■ Stored data entries:

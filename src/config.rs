//! Engine configuration and the built-in backdrop presets.
//!
//! An [`EngineConfig`] fully describes one backdrop variant: how densely
//! particles spawn, how they look, whether the pointer pushes them around,
//! and which proximity links the renderer draws. The two presets mirror the
//! production variants this engine ships with:
//!
//! - [`EngineConfig::drift`] - multicolor translucent dust that drifts
//!   slowly and is repelled by the pointer. No links.
//! - [`EngineConfig::mesh`] - a network of cyan nodes joined by faint
//!   indigo links, with bright links to the pointer. No repulsion.

use std::ops::Range;

use crate::visuals::{LinkStyle, Rgba, AMBER, CYAN, INDIGO};

/// Surface area, in square pixels, that yields one particle.
pub const PIXELS_PER_PARTICLE: f32 = 9000.0;

/// A transient repulsion applied to particles near the pointer.
///
/// Within `radius`, a particle is displaced directly away from the pointer
/// by `strength * (1 - d / radius)` pixels. The displacement is applied to
/// position only; drift velocity is untouched, so the push fades as soon as
/// the pointer moves on.
#[derive(Debug, Clone, Copy, PartialEq)]
pub struct PointerForce {
    /// Interaction radius in pixels.
    pub radius: f32,
    /// Displacement in pixels at distance zero.
    pub strength: f32,
}

/// Full description of one backdrop variant.
#[derive(Debug, Clone)]
pub struct EngineConfig {
    /// Square pixels of surface area per particle.
    pub density: f32,
    /// Hard cap on the particle count, if any.
    pub max_count: Option<usize>,
    /// Spawn range for particle radii, in pixels.
    pub radius: Range<f32>,
    /// Spawn bound for each velocity component, in pixels per frame.
    /// Components are drawn uniformly from `-max_speed..max_speed`.
    pub max_speed: f32,
    /// Colors assigned to particles by uniform random pick.
    pub palette: Vec<Rgba>,
    /// Pointer repulsion, if this variant reacts to the pointer.
    pub pointer_force: Option<PointerForce>,
    /// Peer links between nearby particles, if drawn.
    pub links: Option<LinkStyle>,
    /// Links from particles to the pointer, if drawn.
    pub pointer_links: Option<LinkStyle>,
}

impl EngineConfig {
    /// Drifting translucent dust with pointer repulsion.
    pub fn drift() -> Self {
        Self {
            density: PIXELS_PER_PARTICLE,
            max_count: Some(100),
            radius: 0.5..2.5,
            max_speed: 0.5,
            palette: vec![
                INDIGO.with_alpha(0.5),
                CYAN.with_alpha(0.5),
                AMBER.with_alpha(0.3),
            ],
            pointer_force: Some(PointerForce {
                radius: 150.0,
                strength: 3.0,
            }),
            links: None,
            pointer_links: None,
        }
    }

    /// A linked particle network that highlights the pointer.
    pub fn mesh() -> Self {
        Self {
            density: PIXELS_PER_PARTICLE,
            max_count: None,
            radius: 0.5..2.0,
            max_speed: 0.25,
            palette: vec![CYAN],
            pointer_force: None,
            links: Some(LinkStyle {
                distance: 100.0,
                color: INDIGO,
                width: 0.5,
                max_alpha: 0.5,
            }),
            pointer_links: Some(LinkStyle {
                distance: 150.0,
                color: CYAN,
                width: 1.0,
                max_alpha: 1.0,
            }),
        }
    }
}

impl Default for EngineConfig {
    fn default() -> Self {
        Self::drift()
    }
}

#[cfg(test)]
mod tests {
    use super::*;

    #[test]
    fn test_drift_has_repulsion_no_links() {
        let cfg = EngineConfig::drift();
        assert!(cfg.pointer_force.is_some());
        assert!(cfg.links.is_none());
        assert!(cfg.pointer_links.is_none());
        assert_eq!(cfg.max_count, Some(100));
    }

    #[test]
    fn test_mesh_has_links_no_repulsion() {
        let cfg = EngineConfig::mesh();
        assert!(cfg.pointer_force.is_none());
        let links = cfg.links.unwrap();
        assert_eq!(links.distance, 100.0);
        assert_eq!(links.max_alpha, 0.5);
        let pointer_links = cfg.pointer_links.unwrap();
        assert_eq!(pointer_links.distance, 150.0);
        assert_eq!(pointer_links.max_alpha, 1.0);
    }
}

■ EXERCISE:
Where a line of the records includes "that", copy it.

■ RESPONSE TO THIS TASK:
//! - [`EngineConfig::drift`] - multicolor translucent dust that drifts
/// Surface area, in square pixels, that yields one particle.
    /// A linked particle network that highlights the pointer.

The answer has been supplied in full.